I don't get to be philosopher-king, so that's not how it works. But, even in this world, marriage isn't the battle I would put first of all my queer rights. I'd rather we were fighting harder for non-discrimination legislation, for the inclusion of material on LGBT issues in educational institutions, to make it easier for trans people to legally transition, and for rights to adoption and parenthood. And, frankly, I am married--I've got the white dress and the credit card debt to prove it, and anybody who tries to tell me I'm not is both empirically wrong and a douche of epic proportions, as far as I'm concerned.

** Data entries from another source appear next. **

//! Host-side site settings: where URLs point and which locale is current.

use crate::error::{ErrorKind, Result};
use exn::ResultExt;
use figment::Figment;
use serde::Deserialize;

/// Path (relative to the server URL) of the image published when no usable
/// `opengraph` variant exists.
pub const DEFAULT_IMAGE: &str = "/design/standard/images/opengraph_default_image.png";
pub const DEFAULT_LOCALE: &str = "en-GB";

#[derive(Debug, Clone, PartialEq, Eq, Deserialize)]
#[serde(default)]
pub struct SiteSettings {
    /// Scheme and host prepended to every generated URL, e.g. `https://example.com`.
    pub server_url: String,
    pub default_image: String,
    /// HTTP locale code reported by the `language_code` query.
    pub locale: String,
}
impl Default for SiteSettings {
    fn default() -> Self {
        Self {
            server_url: String::new(),
            default_image: DEFAULT_IMAGE.to_string(),
            locale: DEFAULT_LOCALE.to_string(),
        }
    }
}

#[derive(Debug, Default, Deserialize)]
#[serde(default)]
struct RawSite {
    site: SiteSettings,
}

impl SiteSettings {
    /// Extracts the `[site]` section. Every key but `server_url` falls back
    /// to its default.
    ///
    /// # Errors
    ///
    /// - [`ErrorKind::Invalid`] if the section does not deserialize.
    /// - [`ErrorKind::Malformed`] if `server_url` is missing or blank, since
    ///   every published URL must be absolute.
    pub fn from_figment(figment: &Figment) -> Result<Self> {
        let raw: RawSite = figment
            .extract()
            .or_raise(|| ErrorKind::Invalid("site settings do not deserialize".to_string()))?;
        let mut site = raw.site;
        site.server_url = site.server_url.trim().trim_end_matches('/').to_string();
        if site.server_url.is_empty() {
            exn::bail!(ErrorKind::Malformed {
                field: "site.server_url".to_string(),
                reason: "blank server URL",
            });
        }
        site.locale = site.locale.trim().to_string();
        if site.locale.is_empty() {
            site.locale = DEFAULT_LOCALE.to_string();
        }
        Ok(site)
    }
}

#[cfg(test)]
mod tests {
    use super::*;
    use figment::providers::{Format, Toml};
    use rstest::rstest;

    #[rstest]
    #[case("[site]\nserver_url = \"https://example.com\"\n", "https://example.com", DEFAULT_IMAGE, DEFAULT_LOCALE)]
    #[case(
        "[site]\nserver_url = \"https://example.com/\"\nlocale = \"nb-NO\"\n",
        "https://example.com",
        DEFAULT_IMAGE,
        "nb-NO"
    )]
    #[case(
        "[site]\nserver_url = \" https://example.com \"\ndefault_image = \"/img/og.png\"\nlocale = \"\"\n",
        "https://example.com",
        "/img/og.png",
        DEFAULT_LOCALE
    )]
    fn test_site(#[case] toml: &str, #[case] server_url: &str, #[case] default_image: &str, #[case] locale: &str) {
        let site = SiteSettings::from_figment(&Figment::from(Toml::string(toml))).unwrap();
        assert_eq!(site.server_url, server_url);
        assert_eq!(site.default_image, default_image);
        assert_eq!(site.locale, locale);
    }

    #[rstest]
    #[case("")]
    #[case("[site]\nlocale = \"nb-NO\"\n")]
    #[case("[site]\nserver_url = \" / \"\n")]
    fn test_blank_server_url(#[case] toml: &str) {
        let err = SiteSettings::from_figment(&Figment::from(Toml::string(toml))).unwrap_err();
        assert_eq!(
            *err,
            ErrorKind::Malformed {
                field: "site.server_url".to_string(),
                reason: "blank server URL",
            }
        );
    }

    #[test]
    fn test_invalid_site_section() {
        let err = SiteSettings::from_figment(&Figment::from(Toml::string("site = 3\n"))).unwrap_err();
        assert!(matches!(*err, ErrorKind::Invalid(_)));
    }
}
//! Content lookup boundary.

use crate::error::Result;
use crate::models::ContentObject;
use std::borrow::Cow;
use std::sync::Arc;

/// Read-only access to the content tree.
pub trait ContentRepository {
    /// Fetches the object behind a node ID; `Ok(None)` if there is none.
    fn fetch(&self, node_id: u64) -> Result<Option<ContentObject>>;
}
impl<R: ContentRepository + ?Sized> ContentRepository for &R {
    fn fetch(&self, node_id: u64) -> Result<Option<ContentObject>> {
        (**self).fetch(node_id)
    }
}
impl<R: ContentRepository + ?Sized> ContentRepository for Arc<R> {
    fn fetch(&self, node_id: u64) -> Result<Option<ContentObject>> {
        (**self).fetch(node_id)
    }
}

/// What a caller asks tags for: a node ID to look up, or an object it
/// already holds.
#[derive(Debug, Clone, Copy, PartialEq, Eq)]
pub enum ContentRef<'a> {
    NodeId(u64),
    Object(&'a ContentObject),
}
impl From<u64> for ContentRef<'_> {
    fn from(node_id: u64) -> Self {
        Self::NodeId(node_id)
    }
}
impl<'a> From<&'a ContentObject> for ContentRef<'a> {
    fn from(object: &'a ContentObject) -> Self {
        Self::Object(object)
    }
}
impl<'a> ContentRef<'a> {
    /// Resolves the reference, borrowing when the object is already at hand.
    pub fn load(self, repository: &impl ContentRepository) -> Result<Option<Cow<'a, ContentObject>>> {
        Ok(match self {
            Self::NodeId(node_id) => repository.fetch(node_id)?.map(Cow::Owned),
            Self::Object(object) => Some(Cow::Borrowed(object)),
        })
    }
}

#[cfg(any(test, feature = "mock"))]
mod mock {
    use super::ContentRepository;
    use crate::error::Result;
    use crate::models::ContentObject;
    use std::collections::HashMap;

    /// In-memory content repository for testing.
    ///
    /// # Examples
    ///
    /// ```
    /// use ogmeta_extract::models::ContentObject;
    /// use ogmeta_extract::{ContentRepository, MemoryRepository};
    ///
    /// let repository = MemoryRepository::with_objects([ContentObject::new(42, "article", "Hello")]);
    /// assert!(repository.fetch(42).unwrap().is_some());
    /// assert!(repository.fetch(43).unwrap().is_none());
    /// ```
    #[derive(Debug, Clone, Default)]
    pub struct MemoryRepository {
        objects: HashMap<u64, ContentObject>,
    }
    impl MemoryRepository {
        /// Repository holding `objects`, keyed by their `id`.
        pub fn with_objects(objects: impl IntoIterator<Item = ContentObject>) -> Self {
            Self {
                objects: objects.into_iter().map(|object| (object.id, object)).collect(),
            }
        }
    }
    impl ContentRepository for MemoryRepository {
        fn fetch(&self, node_id: u64) -> Result<Option<ContentObject>> {
            Ok(self.objects.get(&node_id).cloned())
        }
    }
}
#[cfg(any(test, feature = "mock"))]
pub use self::mock::MemoryRepository;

And yet, it rankles whenever I look at my "legal docs" file, and realize that I have to have a will, a power of attorney, a health care proxy, and a living will to give my wife the same rights that straight couples get merely for registering their relationship. It rankles when I say "my wife" and people respond "your partner." (No disrespect to the many same-sex and opposite-sex couples I know who use partner; I think it's a good word. It's just not mine.) And, yes, it rankles that if I were an infertile man, my name would be on my son's birth certificate as his father even though he was conceived with donor sperm, but because I'm a woman I had to drop thousands of dollars and collect letters of reference to earn the right to be his legal parent.

The insult to me, and to thousands of queers like and unlike me, is enough that it's worth fighting for. And the massive insult that the Republican caucus can't even decide to bring this to a vote--and that thousands of people are mobilized to condemn my relationship--well, that makes me want to get a big angry sign and go yell at somebody, long and loud.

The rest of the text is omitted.